* [AIM OF THE TASK] Look for the word "Result" in the data below, and copy every line that holds it.

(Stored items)
------------------------

//! Error types for the stitching pipeline.

use thiserror::Error;

/// Result type alias for stitching operations.
pub type Result<T> = std::result::Result<T, StitchError>;

/// What kind of failure the statistics engine hit.
#[derive(Debug, Clone, Copy, PartialEq, Eq)]
pub enum StatisticsFailure {
    /// A read or compute buffer operation exceeded its configured timeout.
    Timeout,
    /// Reading, reducing or writing the statistics failed.
    Compute,
}

/// Errors that can occur while finalizing a segmentation.
#[derive(Debug, Error)]
pub enum StitchError {
    /// A blob could not be fetched, stored or deleted.
    #[error("transfer error: {message}")]
    Transfer {
        /// Description of the transfer failure.
        message: String,
        /// Underlying object store error, if any.
        #[source]
        source: Option<object_store::Error>,
    },

    /// A state or request document could not be decoded.
    #[error("deserialization error: {message}")]
    Deserialization {
        /// Description of the decoding failure.
        message: String,
    },

    /// Invalid arguments, settings or callback names.
    #[error("configuration error: {message}")]
    Configuration {
        /// Description of what is misconfigured.
        message: String,
    },

    /// The finalization engine failed to assemble the tiles.
    #[error("finalization error: {message}")]
    Finalization {
        /// Description of the assembly failure.
        message: String,
    },

    /// The statistics engine failed.
    #[error("statistics error ({kind:?}): {message}")]
    Statistics {
        /// Timeout or compute failure.
        kind: StatisticsFailure,
        /// Description of the failure.
        message: String,
    },

    /// A raster could not be opened or updated.
    #[error("raster error: {message}")]
    Raster {
        /// Description of the raster failure.
        message: String,
    },

    /// Local filesystem failure.
    #[error("I/O error: {0}")]
    Io(#[from] std::io::Error),
}

impl StitchError {
    pub(crate) fn transfer(message: impl Into<String>, source: object_store::Error) -> Self {
        Self::Transfer {
            message: message.into(),
            source: Some(source),
        }
    }

    pub(crate) fn config(message: impl Into<String>) -> Self {
        Self::Configuration {
            message: message.into(),
        }
    }

    pub(crate) fn deserialization(message: impl Into<String>) -> Self {
        Self::Deserialization {
            message: message.into(),
        }
    }

    pub(crate) fn finalization(message: impl Into<String>) -> Self {
        Self::Finalization {
            message: message.into(),
        }
    }

    pub(crate) fn stats(message: impl Into<String>) -> Self {
        Self::Statistics {
            kind: StatisticsFailure::Compute,
            message: message.into(),
        }
    }

    pub(crate) fn stats_timeout(message: impl Into<String>) -> Self {
        Self::Statistics {
            kind: StatisticsFailure::Timeout,
            message: message.into(),
        }
    }

    pub(crate) fn raster(message: impl Into<String>) -> Self {
        Self::Raster {
            message: message.into(),
        }
    }

    /// True if this is a statistics buffer timeout.
    pub fn is_timeout(&self) -> bool {
        matches!(
            self,
            Self::Statistics {
                kind: StatisticsFailure::Timeout,
                ..
            }
        )
    }
}

impl From<gdal::errors::GdalError> for StitchError {
    fn from(err: gdal::errors::GdalError) -> Self {
        Self::raster(err.to_string())
    }
}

------------------------

* [EXPECTED ANSWER]
/// Result type alias for stitching operations.
pub type Result<T> = std::result::Result<T, StitchError>;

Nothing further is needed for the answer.